В эмиграции голос Тэффи зазвучал грустно и тревожно. Герой ее знаменитого рассказа «Ке фер?» — русский генерал-беженец, в котором узнается старший брат писательницы, — выйдя на площадь Согласия, задал вопрос, который звучал и в ее душе: «Ке фер? (от франц. Que faire? — Что делать?). Она тут же переиначивает его на русский лад: «Фер-то ке?» Эта смешная и грустная присказка сопровождала Тэффи в первые годы ее эмигрантской жизни. Она ощутимо присутствует в большинстве ее произведений 1920-х гг. В этот период вышли две книги стихов Тэффи («Passiflora», Берлин, 1923 и «Шамрам», Берлин, 1923), сборники рассказов «Восток» (Шанхай 1920), «Тихая заводь» (Париж, 1921), «Стамбул и солнце» (Берлин, 1921), «Черный ирис» (Стокгольм, 1921), «Так жили» (Стокгольм, 1922), «Вечерний день» (Прага, 1924). Воспоминания о прошлом, картины былой жизни соседствуют в них с зарисовками первых революционных лет и константинопольского житья-бытья. Для мироощущения Тэффи характерен рассказ «Гильотина», посвященный Троцкому. Сравнивая русскую и французскую революции, Тэффи рисует картины жизни красного Петрограда: бесконечные очереди за продовольствием, забастовки, голод и холод, бессудные казни. Огромный хвост «законопослушных» граждан выстраивается на Дворцовой площади, когда большевики объявляют декрет о «всеобщем равном праве» на гильотинирование. Дамы прихорашиваются и приобретают парики a la Marie Antoinette, мужчины ревностно следят, чтобы никто не проскочил на тот свет без очереди. Едкая насмешка над бывшими сливками петербургского общества сочетается в этом рассказе с горестным раздумьем о русском народе, который ко всему притерпелся и даже принял французскую форму казни. «Русский народ так быстро свыкся и сроднился с гильотиной, что даже странно думать, что ее когда-то не было», — саркастически замечает Тэффи40. Впрочем, и здесь не обходится без чисто русской бестолковщины: палачи, которые рубят сразу по 500 голов, объявляют экономическую забастовку, а граждане возмущаются этим и пытаются взять «гильотинное довольствие» в свои руки.

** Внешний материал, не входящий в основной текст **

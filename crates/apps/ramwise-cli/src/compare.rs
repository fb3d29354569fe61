use anyhow::Result;
use ramwise_core::Repository;
use ramwise_core::models::SavedEntry;

use crate::history::short_timestamp;
use crate::ui::{Layout, format_capacity};

const LABEL_WIDTH: usize = 16;
const COLUMN_WIDTH: usize = 20;

pub fn handle_compare(ids: Vec<i64>) -> Result<()> {
    let repo = Repository::init()?;

    if repo.entry_count()? < 2 {
        anyhow::bail!("Need at least 2 saved configurations to compare");
    }
    if ids.len() < 2 || ids.len() > 4 {
        anyhow::bail!("Select 2-4 saved configurations to compare");
    }

    let mut entries = Vec::new();
    for id in &ids {
        let entry = repo
            .entry(*id)?
            .ok_or_else(|| anyhow::anyhow!("No saved configuration with id {}", id))?;
        entries.push(entry);
    }

    let layout = Layout::new();
    layout.header("COMPARISON");

    let rows: [(&str, fn(&SavedEntry) -> String); 12] = [
        ("NAS model", |e| display_label(&e.profile.label)),
        ("Current RAM", |e| format_capacity(e.profile.current_ram_gb)),
        ("Max RAM", |e| format_capacity(e.profile.max_ram_gb)),
        ("Drives", |e| e.profile.drive_count.to_string()),
        ("Drive size", |e| {
            format_capacity(e.profile.drive_capacity_gb as f64)
        }),
        ("RAID", |e| e.profile.redundancy.as_str().to_string()),
        ("Workload", |e| e.profile.workload.as_str().to_string()),
        ("Users", |e| e.profile.concurrent_users.to_string()),
        ("CPU cores", |e| e.profile.cpu_cores.to_string()),
        ("Platform", |e| e.profile.platform.as_str().to_string()),
        ("Recommended", |e| {
            format_capacity(e.report.recommended_gb as f64)
        }),
        ("Saved", |e| short_timestamp(&e.timestamp).to_string()),
    ];

    let mut heading = format!("  {:<width$}", "", width = LABEL_WIDTH);
    for entry in &entries {
        heading.push_str(&format!(
            "{:<width$}",
            format!("[{}]", entry.id),
            width = COLUMN_WIDTH
        ));
    }
    println!("{}", heading);

    for (label, cell) in rows {
        let mut line = format!("  {:<width$}", label, width = LABEL_WIDTH);
        for entry in &entries {
            line.push_str(&format!("{:<width$}", cell(entry), width = COLUMN_WIDTH));
        }
        println!("{}", line);
    }

    layout.empty();
    Ok(())
}

fn display_label(label: &str) -> String {
    if label.is_empty() {
        "Unknown".to_string()
    } else {
        label.to_string()
    }
}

«В публике ропот и возмущение. Налоги дерут, а ничего толком устроить не могут. Туда же, подумаешь, — сильная власть. Дураку сила — самому на погибель»41. Так в рассказе возникает образ страны дураков России, которая, как гоголевская героиня, способна сама себя высечь и только возмущается, что ждать на морозе нужно долго. Никому не приходит в голову попытаться спастись от смерти: законопослушным гражданам даже льстят расклеенные на заборах воззвания Троцкого, в которых говорится, что наблюдение за порядком поручается самим гильотинирующимся. Черный смех и сатирическая фантастика в этом рассказе сродни гоголевским. А. Амфитеатров, анализируя рассказы Тэффи 1920-х гг. писал:

«Лучшая изящнейшая юмористка нашей современности, Тэффи своим смехом продолжает традицию великого Гоголя»42.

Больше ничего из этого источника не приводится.